Are non compete clauses in an employment contract enforceable? By Douglas J. Pettibone, Esq

Who Gets the Patients?

After termination of employment, a contractual non-competition clause is usually unenforceable. Under California law, a doctor ordinarily may compete with his or her prior employer or group, even if the doctor signed an agreement that prohibits competition. Of course, there are exceptions to this rule. A non-competition clause can be enforceable if it was (i) entered into as part of the sale of a business; or (ii) entered into pursuant to a partnership agreement or shareholders agreement that prohibits a withdrawing doctor’s competition in a limited geographic area.
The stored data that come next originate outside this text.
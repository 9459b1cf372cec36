//! Integration tests for the nix image service facade.
//!
//! These tests drive the facade against a fake backend CRI service served
//! over a Unix socket, with recording builder and loader collaborators.

use std::collections::HashMap;
use std::path::{Path, PathBuf};
use std::sync::atomic::{AtomicUsize, Ordering};
use std::sync::Arc;
use std::time::Duration;

use async_trait::async_trait;
use nixbox_grpc::v1::image_service_server::{ImageService, ImageServiceServer};
use nixbox_image::{
    connect, spawn_binder, Backend, BinderConfig, ImageError, ImageLoader, LoadedImage,
    NixBuilder, NixImageService,
};
use nixbox_protocol::v1::{
    FilesystemIdentifier, FilesystemUsage, Image, ImageFsInfoRequest, ImageFsInfoResponse,
    ImageSpec, ImageStatusRequest, ImageStatusResponse, ListImagesRequest, ListImagesResponse,
    PullImageRequest, PullImageResponse, RemoveImageRequest, RemoveImageResponse, UInt64Value,
};
use oci_spec::image::{Descriptor, DescriptorBuilder, MediaType};
use tempfile::TempDir;
use tokio::sync::Mutex;
use tokio_stream::wrappers::UnixListenerStream;
use tonic::transport::Server;
use tonic::{Code, Request, Response, Status};

const TEST_SYSTEM: &str = "x86_64-linux";
const TEST_DIGEST: &str =
    "sha256:b94d27b9934d3e08a52e52d7da7dabfac484efe37a5380ee9088f7ace2efcde9";

// ============================================================================
// Fake backend CRI service
// ============================================================================

#[derive(Clone, Default)]
struct FakeBackend {
    pulls: Arc<AtomicUsize>,
    removed: Arc<Mutex<Vec<String>>>,
}

#[tonic::async_trait]
impl ImageService for FakeBackend {
    async fn list_images(
        &self,
        _request: Request<ListImagesRequest>,
    ) -> Result<Response<ListImagesResponse>, Status> {
        Ok(Response::new(ListImagesResponse {
            images: vec![Image {
                id: "img-1".to_string(),
                repo_tags: vec!["nginx:latest".to_string()],
                ..Default::default()
            }],
        }))
    }

    async fn image_status(
        &self,
        _request: Request<ImageStatusRequest>,
    ) -> Result<Response<ImageStatusResponse>, Status> {
        Ok(Response::new(ImageStatusResponse {
            image: None,
            info: HashMap::from([("note".to_string(), "fake".to_string())]),
        }))
    }

    async fn pull_image(
        &self,
        request: Request<PullImageRequest>,
    ) -> Result<Response<PullImageResponse>, Status> {
        self.pulls.fetch_add(1, Ordering::SeqCst);
        let reference = request
            .into_inner()
            .image
            .map(|spec| spec.image)
            .unwrap_or_default();
        if reference == "fail.example/app" {
            return Err(Status::not_found("no such image"));
        }
        Ok(Response::new(PullImageResponse {
            image_ref: format!("backend:{reference}"),
        }))
    }

    async fn remove_image(
        &self,
        request: Request<RemoveImageRequest>,
    ) -> Result<Response<RemoveImageResponse>, Status> {
        let reference = request
            .into_inner()
            .image
            .map(|spec| spec.image)
            .unwrap_or_default();
        self.removed.lock().await.push(reference);
        Ok(Response::new(RemoveImageResponse {}))
    }

    async fn image_fs_info(
        &self,
        _request: Request<ImageFsInfoRequest>,
    ) -> Result<Response<ImageFsInfoResponse>, Status> {
        Ok(Response::new(ImageFsInfoResponse {
            image_filesystems: vec![FilesystemUsage {
                timestamp: 42,
                fs_id: Some(FilesystemIdentifier {
                    mountpoint: "/var/lib/containerd".to_string(),
                }),
                used_bytes: Some(UInt64Value { value: 1024 }),
                inodes_used: None,
            }],
        }))
    }
}

async fn serve_fake_backend(socket: &Path, fake: FakeBackend) {
    let listener = tokio::net::UnixListener::bind(socket).expect("Failed to bind Unix socket");
    let incoming = UnixListenerStream::new(listener);
    tokio::spawn(async move {
        Server::builder()
            .add_service(ImageServiceServer::new(fake))
            .serve_with_incoming(incoming)
            .await
            .expect("fake backend server failed");
    });
}

// ============================================================================
// Recording collaborators
// ============================================================================

#[derive(Clone, Default)]
struct RecordingBuilder {
    calls: Arc<Mutex<Vec<String>>>,
    fail: bool,
}

#[async_trait]
impl NixBuilder for RecordingBuilder {
    async fn build(&self, _source: &str, out_path: &Path) -> nixbox_image::Result<()> {
        self.calls
            .lock()
            .await
            .push(out_path.display().to_string());
        if self.fail {
            return Err(ImageError::Builder("boom".to_string()));
        }
        tokio::fs::write(out_path, b"archive").await?;
        Ok(())
    }
}

#[derive(Clone, Default)]
struct RecordingLoader {
    calls: Arc<Mutex<Vec<String>>>,
}

#[async_trait]
impl ImageLoader for RecordingLoader {
    async fn load(&self, archive_path: &Path) -> nixbox_image::Result<Box<dyn LoadedImage>> {
        self.calls
            .lock()
            .await
            .push(archive_path.display().to_string());
        Ok(Box::new(FakeImage))
    }
}

struct FakeImage;

#[async_trait]
impl LoadedImage for FakeImage {
    async fn config(&self) -> nixbox_image::Result<Descriptor> {
        let descriptor = DescriptorBuilder::default()
            .media_type(MediaType::ImageConfig)
            .digest(TEST_DIGEST.parse::<oci_spec::image::Digest>().unwrap())
            .size(0u64)
            .build()?;
        Ok(descriptor)
    }
}

// ============================================================================
// Harness
// ============================================================================

struct Harness {
    service: NixImageService,
    fake: FakeBackend,
    builder: RecordingBuilder,
    loader: RecordingLoader,
    tmp: TempDir,
}

impl Harness {
    /// Harness with an unbound backend handle.
    fn unbound() -> Self {
        let builder = RecordingBuilder::default();
        let loader = RecordingLoader::default();
        let service = NixImageService::with_system(
            TEST_SYSTEM,
            Backend::new(),
            Arc::new(builder.clone()),
            Arc::new(loader.clone()),
        );
        Self {
            service,
            fake: FakeBackend::default(),
            builder,
            loader,
            tmp: TempDir::new().unwrap(),
        }
    }

    /// Harness bound to a fake backend served over a Unix socket.
    async fn bound() -> Self {
        Self::bound_with(RecordingBuilder::default()).await
    }

    async fn bound_with(builder: RecordingBuilder) -> Self {
        let tmp = TempDir::new().unwrap();
        let socket = tmp.path().join("backend.sock");
        let fake = FakeBackend::default();
        serve_fake_backend(&socket, fake.clone()).await;

        let client = connect(socket.to_str().unwrap()).await.unwrap();
        let backend = Backend::new();
        backend.publish(client).await;

        let loader = RecordingLoader::default();
        let service = NixImageService::with_system(
            TEST_SYSTEM,
            backend,
            Arc::new(builder.clone()),
            Arc::new(loader.clone()),
        );
        Self {
            service,
            fake,
            builder,
            loader,
            tmp,
        }
    }

    fn archive_path(&self) -> PathBuf {
        self.tmp.path().join("archive")
    }

    /// Encoded reference whose embedded path points into the scratch dir.
    fn encoded_ref(&self) -> String {
        format!("nix:0{}", self.archive_path().display())
    }
}

fn pull_request(reference: &str) -> Request<PullImageRequest> {
    Request::new(PullImageRequest {
        image: Some(ImageSpec {
            image: reference.to_string(),
            ..Default::default()
        }),
        auth: None,
    })
}

fn status_request(reference: &str) -> Request<ImageStatusRequest> {
    Request::new(ImageStatusRequest {
        image: Some(ImageSpec {
            image: reference.to_string(),
            ..Default::default()
        }),
        verbose: false,
    })
}

// ============================================================================
// Tests
// ============================================================================

#[tokio::test]
async fn test_every_call_unavailable_before_bind() {
    let h = Harness::unbound();

    let err = h
        .service
        .list_images(Request::new(ListImagesRequest::default()))
        .await
        .unwrap_err();
    assert_eq!(err.code(), Code::Unavailable);
    assert!(err.message().contains("not yet initialized"));

    let err = h
        .service
        .image_status(status_request("nginx:latest"))
        .await
        .unwrap_err();
    assert_eq!(err.code(), Code::Unavailable);

    let err = h
        .service
        .pull_image(pull_request("nginx:latest"))
        .await
        .unwrap_err();
    assert_eq!(err.code(), Code::Unavailable);

    let err = h
        .service
        .remove_image(Request::new(RemoveImageRequest { image: None }))
        .await
        .unwrap_err();
    assert_eq!(err.code(), Code::Unavailable);

    let err = h
        .service
        .image_fs_info(Request::new(ImageFsInfoRequest {}))
        .await
        .unwrap_err();
    assert_eq!(err.code(), Code::Unavailable);
}

#[tokio::test]
async fn test_passthrough_calls_return_backend_responses() {
    let h = Harness::bound().await;

    let images = h
        .service
        .list_images(Request::new(ListImagesRequest::default()))
        .await
        .unwrap()
        .into_inner()
        .images;
    assert_eq!(images.len(), 1);
    assert_eq!(images[0].id, "img-1");

    let status = h
        .service
        .image_status(status_request("nginx:latest"))
        .await
        .unwrap()
        .into_inner();
    assert!(status.image.is_none());
    assert_eq!(status.info.get("note").map(String::as_str), Some("fake"));

    h.service
        .remove_image(Request::new(RemoveImageRequest {
            image: Some(ImageSpec {
                image: "nginx:latest".to_string(),
                ..Default::default()
            }),
        }))
        .await
        .unwrap();
    assert_eq!(*h.fake.removed.lock().await, vec!["nginx:latest"]);

    let fs_info = h
        .service
        .image_fs_info(Request::new(ImageFsInfoRequest {}))
        .await
        .unwrap()
        .into_inner();
    assert_eq!(fs_info.image_filesystems.len(), 1);
    assert_eq!(fs_info.image_filesystems[0].timestamp, 42);
}

#[tokio::test]
async fn test_backend_error_passes_through_unchanged() {
    let h = Harness::bound().await;

    let err = h
        .service
        .pull_image(pull_request("fail.example/app"))
        .await
        .unwrap_err();
    assert_eq!(err.code(), Code::NotFound);
    assert_eq!(err.message(), "no such image");
    assert_eq!(h.fake.pulls.load(Ordering::SeqCst), 1);
}

#[tokio::test]
async fn test_plain_pull_falls_back_to_backend() {
    let h = Harness::bound().await;

    let response = h
        .service
        .pull_image(pull_request("docker.io/library/nginx:latest"))
        .await
        .unwrap()
        .into_inner();
    assert_eq!(response.image_ref, "backend:docker.io/library/nginx:latest");
    assert_eq!(h.fake.pulls.load(Ordering::SeqCst), 1);
    assert!(h.builder.calls.lock().await.is_empty());
    assert!(h.loader.calls.lock().await.is_empty());
}

#[tokio::test]
async fn test_encoded_pull_with_existing_archive_skips_builder() {
    let h = Harness::bound().await;
    tokio::fs::write(h.archive_path(), b"archive").await.unwrap();

    let response = h
        .service
        .pull_image(pull_request(&h.encoded_ref()))
        .await
        .unwrap()
        .into_inner();
    assert_eq!(response.image_ref, TEST_DIGEST);
    assert!(h.builder.calls.lock().await.is_empty());
    assert_eq!(
        *h.loader.calls.lock().await,
        vec![h.archive_path().display().to_string()],
    );
    assert_eq!(h.fake.pulls.load(Ordering::SeqCst), 0);
}

#[tokio::test]
async fn test_encoded_pull_builds_missing_archive() {
    let h = Harness::bound().await;

    let response = h
        .service
        .pull_image(pull_request(&h.encoded_ref()))
        .await
        .unwrap()
        .into_inner();
    assert_eq!(response.image_ref, TEST_DIGEST);

    let built = h.builder.calls.lock().await.clone();
    assert_eq!(built, vec![h.archive_path().display().to_string()]);
    assert!(h.archive_path().exists());
    assert_eq!(
        *h.loader.calls.lock().await,
        vec![h.archive_path().display().to_string()],
    );
}

#[tokio::test]
async fn test_latest_tag_resolves_to_same_archive() {
    let h = Harness::bound().await;
    tokio::fs::write(h.archive_path(), b"archive").await.unwrap();

    let reference = format!("{}:latest", h.encoded_ref());
    let response = h
        .service
        .pull_image(pull_request(&reference))
        .await
        .unwrap()
        .into_inner();
    assert_eq!(response.image_ref, TEST_DIGEST);
    assert_eq!(
        *h.loader.calls.lock().await,
        vec![h.archive_path().display().to_string()],
    );
}

#[tokio::test]
async fn test_builder_failure_propagates() {
    let h = Harness::bound_with(RecordingBuilder {
        calls: Arc::default(),
        fail: true,
    })
    .await;

    let err = h
        .service
        .pull_image(pull_request(&h.encoded_ref()))
        .await
        .unwrap_err();
    assert_eq!(err.code(), Code::Internal);
    assert!(err.message().contains("boom"));
    assert_eq!(h.builder.calls.lock().await.len(), 1);
    assert!(h.loader.calls.lock().await.is_empty());
}

#[tokio::test]
async fn test_unknown_architecture_degrades_to_empty_path() {
    let h = Harness::bound().await;

    // Multiarch table carries aarch64 only; the x86_64 service resolves an
    // empty path, and the pull fails at the build step rather than parsing.
    let reference =
        "nix:0/multiarch/aarch64-linux/nix/store/gjilixzvxk9pzilz3ixxamrjqk4mk1jl-nginx-1.24.0";
    let err = h
        .service
        .pull_image(pull_request(reference))
        .await
        .unwrap_err();
    assert_eq!(err.code(), Code::Internal);
    assert_eq!(*h.builder.calls.lock().await, vec![String::new()]);
    assert!(h.loader.calls.lock().await.is_empty());
}

#[tokio::test]
async fn test_concurrent_pulls_build_once() {
    let h = Harness::bound().await;
    let reference = h.encoded_ref();

    let (first, second) = tokio::join!(
        h.service.pull_image(pull_request(&reference)),
        h.service.pull_image(pull_request(&reference)),
    );
    assert_eq!(first.unwrap().into_inner().image_ref, TEST_DIGEST);
    assert_eq!(second.unwrap().into_inner().image_ref, TEST_DIGEST);

    assert_eq!(h.builder.calls.lock().await.len(), 1);
    assert_eq!(h.loader.calls.lock().await.len(), 2);
}

#[tokio::test]
async fn test_binder_binds_when_backend_appears() {
    let tmp = TempDir::new().unwrap();
    let socket = tmp.path().join("backend.sock");
    serve_fake_backend(&socket, FakeBackend::default()).await;

    let backend = Backend::new();
    let _binder = spawn_binder(
        backend.clone(),
        BinderConfig {
            address: socket.to_str().unwrap().to_string(),
            attempts: 50,
            delay: Duration::from_millis(10),
        },
    );

    tokio::time::timeout(Duration::from_secs(5), backend.bound())
        .await
        .expect("binder did not bind in time");
    assert!(backend.is_bound().await);
}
A prohibition on competition may be unenforceable, but the departing doctor may not engage in unfair competition. Unfair competition includes the use of confidential information and trade secrets of the former employer. In general, the law will prohibit a doctor from using the patient list of the former practice, but only if the following two elements exist: (i) the patient list was a trade secret; and (ii) the former doctor misappropriated the list.

Who Retains the Rank and File Employees?

The rule with respect to the solicitation of employees is similar to the rule for the solicitation of patients. California law protects the right of employees to change employment. A departing doctor may not solicit or ask the employees to leave the former group. Rather, the departing doctor may only announce his or her plans. The doctor must then back off and allow the employees to initiate the next contact.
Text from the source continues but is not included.